The resulting Star Metrics effort doesn’t come without some concern and uncertainties. For one thing, Ms. Lane said, the voluntary nature of the effort leaves unclear its ultimate comprehensiveness. And the final level of detail is also unclear at this stage, she said, with many questions remaining about how smoothly all the anticipated sources of data will be linked together.
Also, some colleges have objected in other contexts to the inclusion of personally identifiable data in nationwide research projects. In the case of Star Metrics, Ms. Lane said, all faculty members and students involved in federally sponsored research are expected to be assigned some form of identification number, to allow tracking of their outside activities such as journal publications, patents, and jobs.
And some had greeted Mr. Marburger’s original idea with suspicion, tied to their unhappiness with the Bush administration’s level of support for science spending. Mr. Marburger may largely be trying, with the new measures, “to make it impossible to assess the Bush record relative to past spending,” Sally T. Hillsman, executive officer of the American Sociological Association, wrote at the time.
Advocates of research spending also recognize the possible political risks of letting the government science budget be judged primarily for its job-producing qualities, even though they largely see that trade-off as positive.
New Incentives for Students
At the Polytechnic Institute of New York University, which was not one of the seven institutions that tested the data-collection system, the initiative raises hope of creating badly needed new incentives for students, said the institution’s president, Jerry M. Hultin.
Research students, including prospective new faculty members, have broad ambitions for applying their research expertise toward solving problems in the commercial marketplace, and they too often feel “boxed in” by current measures of academic success that are tied to traditional pathways, such as journal-publication citations, Mr. Hultin said.
“This is an unboxing of young faculty,” he said, “and letting them head to some of the places they really want to go.”
In fact, one startup enterprise that originated from the institute, he said, could be part of the solution. The company, ChubbyBrain, is compiling a directory of private companies that contains detailed information in such areas as their financing sources, mergers and acquisitions, and customers.
That’s exactly the type of easily obtainable information that organizers of Star Metrics may hope to incorporate into their network, Mr. Hultin said. Ms. Lane agrees. “The notion here is to leverage existing data,” she said.
The assembled information could eventually form the basis for reports that reviewers, at agencies such as the NSF and the National Institutes of Health, consider when they decide which grant applications to approve, Ms. Lane said.
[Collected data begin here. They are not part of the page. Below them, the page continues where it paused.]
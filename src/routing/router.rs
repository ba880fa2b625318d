//! Content routing: content type to destination labels

use crate::config::{ContentType, RoutingConfig};
use crate::error::{Error, Result};
use crate::routing::handlers::{HandlerOutcome, Priority};
use serde::{Deserialize, Serialize};
use std::collections::HashMap;

/// A destination a processed page is filed under
#[derive(Debug, Clone, PartialEq, Serialize, Deserialize)]
pub struct Route {
    pub destination: String,
    pub content_type: ContentType,
    pub priority: Priority,
    pub actions: Vec<String>,
}

/// Static lookup from content type to destination labels
pub struct ContentRouter {
    destinations: HashMap<ContentType, Vec<String>>,
    fallback: String,
}

impl ContentRouter {
    /// Create a router from the routing configuration
    pub fn new(config: &RoutingConfig) -> Result<Self> {
        if config.fallback_destination.trim().is_empty() {
            return Err(Error::Config(
                "routing.fallback_destination must not be empty".to_string(),
            ));
        }

        let destinations = config
            .rules
            .iter()
            .filter(|rule| !rule.destinations.is_empty())
            .map(|rule| (rule.content_type, rule.destinations.clone()))
            .collect();

        Ok(Self {
            destinations,
            fallback: config.fallback_destination.clone(),
        })
    }

    /// Destinations for a content type; never empty
    pub fn route(&self, content_type: ContentType) -> Vec<String> {
        self.destinations
            .get(&content_type)
            .cloned()
            .unwrap_or_else(|| vec![self.fallback.clone()])
    }

    /// Destinations for a raw content-type name; unknown names use the fallback
    pub fn route_by_name(&self, name: &str) -> Vec<String> {
        match name.parse::<ContentType>() {
            Ok(content_type) => self.route(content_type),
            Err(_) => vec![self.fallback.clone()],
        }
    }

    /// One route per destination, carrying the handler's priority and actions
    pub fn routes(&self, content_type: ContentType, outcome: &HandlerOutcome) -> Vec<Route> {
        self.route(content_type)
            .into_iter()
            .map(|destination| Route {
                destination,
                content_type,
                priority: outcome.priority,
                actions: outcome.suggested_actions.clone(),
            })
            .collect()
    }
}

impl Default for ContentRouter {
    fn default() -> Self {
        let config = RoutingConfig::default();
        Self {
            destinations: config
                .rules
                .into_iter()
                .map(|rule| (rule.content_type, rule.destinations))
                .collect(),
            fallback: config.fallback_destination,
        }
    }
}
But that doesn’t mean the potential for job creation will be the only or even the primary measure for future grant applications, she said. Although the impetus from the economic-stimulus measure centered on job creation, Star Metrics is being designed to include the effects of federal science spending in three other broad areas, including the generation of basic scientific knowledge and improvements in long-term health and environmental conditions.
A classic example that the developers of Star Metrics keep in mind, Ms. Lane said, is that of Sergey M. Brin, the co-founder of Google Inc. whose research at Stanford University—helped by a graduate fellowship from the National Science Foundation—led to the development, in a rented garage, of the world’s most popular Internet search engine.
“One grant,” she said, “doesn’t typically lead to one particular outcome.”